§ Your goal:
Where a line holds the word "Interval", copy that line from the data below.

/---

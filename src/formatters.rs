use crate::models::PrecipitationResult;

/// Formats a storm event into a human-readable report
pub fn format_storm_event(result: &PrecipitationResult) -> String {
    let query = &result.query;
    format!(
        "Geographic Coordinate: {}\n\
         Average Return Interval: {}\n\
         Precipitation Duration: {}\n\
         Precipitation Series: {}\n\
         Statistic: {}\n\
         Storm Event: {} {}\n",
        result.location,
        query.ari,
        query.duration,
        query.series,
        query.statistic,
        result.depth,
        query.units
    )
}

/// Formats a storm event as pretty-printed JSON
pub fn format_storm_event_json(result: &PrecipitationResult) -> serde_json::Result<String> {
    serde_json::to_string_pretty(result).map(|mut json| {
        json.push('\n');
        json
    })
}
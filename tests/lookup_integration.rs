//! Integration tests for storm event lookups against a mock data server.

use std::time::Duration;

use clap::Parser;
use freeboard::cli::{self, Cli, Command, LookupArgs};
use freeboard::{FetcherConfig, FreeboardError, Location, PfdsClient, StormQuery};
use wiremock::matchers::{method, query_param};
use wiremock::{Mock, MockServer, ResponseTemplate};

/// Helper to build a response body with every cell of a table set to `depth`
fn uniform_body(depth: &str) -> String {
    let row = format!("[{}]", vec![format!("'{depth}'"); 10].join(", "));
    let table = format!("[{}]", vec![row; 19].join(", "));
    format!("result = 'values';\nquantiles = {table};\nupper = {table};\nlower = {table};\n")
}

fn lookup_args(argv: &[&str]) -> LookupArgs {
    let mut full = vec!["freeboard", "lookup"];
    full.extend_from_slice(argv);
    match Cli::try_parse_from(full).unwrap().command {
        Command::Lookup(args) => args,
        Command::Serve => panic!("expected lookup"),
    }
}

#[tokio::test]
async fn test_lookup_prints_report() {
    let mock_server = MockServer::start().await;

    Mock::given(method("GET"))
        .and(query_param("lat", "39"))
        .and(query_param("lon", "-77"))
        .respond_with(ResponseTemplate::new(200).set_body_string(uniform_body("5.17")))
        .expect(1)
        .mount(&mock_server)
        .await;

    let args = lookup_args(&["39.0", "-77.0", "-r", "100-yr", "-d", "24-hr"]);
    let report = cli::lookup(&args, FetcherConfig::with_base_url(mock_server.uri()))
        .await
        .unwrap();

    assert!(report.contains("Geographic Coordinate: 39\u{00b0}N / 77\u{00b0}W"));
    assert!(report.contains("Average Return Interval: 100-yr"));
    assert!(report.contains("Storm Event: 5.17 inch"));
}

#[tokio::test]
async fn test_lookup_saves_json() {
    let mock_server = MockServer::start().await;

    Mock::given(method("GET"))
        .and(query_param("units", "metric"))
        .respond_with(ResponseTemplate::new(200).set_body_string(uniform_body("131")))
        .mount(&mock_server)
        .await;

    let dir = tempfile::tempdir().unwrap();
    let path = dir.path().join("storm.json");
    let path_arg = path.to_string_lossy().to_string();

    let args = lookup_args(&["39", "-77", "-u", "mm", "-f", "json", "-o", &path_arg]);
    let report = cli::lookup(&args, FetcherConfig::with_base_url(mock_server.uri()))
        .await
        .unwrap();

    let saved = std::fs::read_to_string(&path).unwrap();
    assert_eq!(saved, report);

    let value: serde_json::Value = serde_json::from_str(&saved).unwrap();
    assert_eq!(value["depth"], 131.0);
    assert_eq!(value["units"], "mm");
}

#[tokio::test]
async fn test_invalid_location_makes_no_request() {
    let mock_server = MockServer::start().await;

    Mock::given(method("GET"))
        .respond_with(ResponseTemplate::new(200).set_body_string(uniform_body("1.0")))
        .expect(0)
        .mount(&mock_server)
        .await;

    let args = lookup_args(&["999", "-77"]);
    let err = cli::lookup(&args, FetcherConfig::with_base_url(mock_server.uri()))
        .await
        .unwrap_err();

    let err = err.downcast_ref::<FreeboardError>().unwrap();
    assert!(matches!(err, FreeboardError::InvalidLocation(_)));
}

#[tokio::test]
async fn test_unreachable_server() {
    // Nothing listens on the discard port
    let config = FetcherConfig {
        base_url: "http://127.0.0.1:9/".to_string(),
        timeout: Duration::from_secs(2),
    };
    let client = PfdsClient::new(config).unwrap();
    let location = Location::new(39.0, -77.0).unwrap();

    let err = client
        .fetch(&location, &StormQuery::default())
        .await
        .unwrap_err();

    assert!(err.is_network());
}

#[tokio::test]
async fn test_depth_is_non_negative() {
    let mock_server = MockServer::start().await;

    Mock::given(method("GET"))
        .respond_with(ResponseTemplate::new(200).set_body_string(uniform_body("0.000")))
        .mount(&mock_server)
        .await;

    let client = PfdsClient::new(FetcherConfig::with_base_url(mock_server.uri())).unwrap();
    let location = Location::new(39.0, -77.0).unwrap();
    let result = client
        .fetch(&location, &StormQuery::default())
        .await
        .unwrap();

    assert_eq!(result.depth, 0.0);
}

\---

§ Answer to this problem:
         Average Return Interval: {}\n\
    assert!(report.contains("Average Return Interval: 100-yr"));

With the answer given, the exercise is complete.